世紀東急の課題は、至27年3月期の中計クリアと考える根拠
財経新聞 / 2025年1月19日 15時21分
世紀東急工業(1898、東証プライム市場)。1950年1月、東急建設の道路舗装工事部門が分離し設立された。
アーバンクール(遮熱性特殊塗料を舗装体表面に塗布することで、可視光線や近赤外線を通常のアスファルト舗装より多く反射できる特殊舗装技術)や、アーバンレッドレーバー(間伐材や国内針葉樹皮など未利用資材を有効活用した景観舗装)などなど、多様な特殊資材の開発などにも特色(詳細はホームページを参照)。
がいま最も注目すべき点は、2031年3月期の長期ビジョン「売上高1100億円、営業利益80億円、純益50億円」を見据えた至27年3月期の中計達成の可否であろう。というのも・・・
この間の世紀東急の収益動向は22年3月期「5.4%減収、47.8%営業減益」、23年3月期「8.6%減収、39.6%営業減益」。防災・減災/国土強靭化加速対策を背景としながら、露・ウクライナ戦争勃発や円安進行による原油価格高で「アスファルトなど主要資材上昇・高止まり」の前に地団太を踏まざるをえなかった。
対して24年3月期は「4.7%減収、53.3%営業増益、60円増配90円配」と切り返す動きとなったが、この期は前中計の最終期。依然高止まりのコスト高に大型工事の進捗の遅れも加わり、掲げていた「計画」の売上高・利益はともに未達となった。
そして24年5月8日に発表された至27年3月期の新規中計では、「売上高1000億円、営業利益60億円、純益40億円、ROE9.5%」を掲げた。株主還元方針として「DOE(純資産配当率)6%目標」とした。理由の如何に関わらず2回連続して中計未達は、マイナスサプライズと言わざるをえない。長期ビジョン達成にも「?」が、灯ってくる。
本稿作成中の時価は1400円台終盤。予想税引き後配当利回り4.8%余。昨年来高値(2月:2042円)/安値(8月1406円)からの戻り率は依然低い。無論、押し目買い姿勢で好配当利回りを享受するのも一法だろうが、これまでの持ち味だった中長期の株式投資としての魅力を削ぎかねない。昨年末まで10年間の修正済み株価パフォーマンスは2.5倍強。

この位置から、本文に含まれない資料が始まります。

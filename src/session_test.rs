use super::*;

// =============================================================
// CookieSession parsing
// =============================================================

#[test]
fn parse_splits_pairs_and_trims() {
    let jar = CookieSession::parse("theme=dark;  token=abc123 ; lang=en");
    assert_eq!(jar.get("theme"), Some("dark"));
    assert_eq!(jar.get("token"), Some("abc123"));
    assert_eq!(jar.get("lang"), Some("en"));
}

#[test]
fn parse_empty_string_has_no_cookies() {
    let jar = CookieSession::parse("");
    assert!(jar.is_empty());
    assert_eq!(jar.cookie_header(), None);
    assert_eq!(jar.token(), None);
}

#[test]
fn token_keeps_everything_after_first_equals() {
    let jar = CookieSession::parse("token=eyJhbGciOi==.payload==");
    assert_eq!(jar.token().as_deref(), Some("eyJhbGciOi==.payload=="));
}

#[test]
fn token_requires_exact_cookie_name() {
    let jar = CookieSession::parse("xtoken=nope; refresh_token=also-nope");
    assert_eq!(jar.token(), None);
}

#[test]
fn empty_token_counts_as_absent() {
    let jar = CookieSession::parse("token=");
    assert_eq!(jar.token(), None);
    assert_eq!(jar.cookie_header().as_deref(), Some("token="));
}

#[test]
fn cookie_header_rejoins_all_pairs() {
    let jar = CookieSession::parse("a=1;b=2");
    assert_eq!(jar.cookie_header().as_deref(), Some("a=1; b=2"));
}

#[test]
fn no_session_is_empty() {
    assert_eq!(NoSession.cookie_header(), None);
    assert_eq!(NoSession.token(), None);
}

「圏央道の舗装工事受注(38億円受注)」「採用順調(単独)で従業員1000人超」と、事業の順調さ/伴う従業員体制整備が伝えられている。「仕事と育児の両立支援⇔異動免除/早期復職制度運用」といった「社員への優しさ」も見せている。反映するように、「社員持ち株会」は第5位の大株主。
「中長期投資対象」として見据え続けられるためにも、スタートする新たな中計はなにがなんでも達成しなくてはなるまい。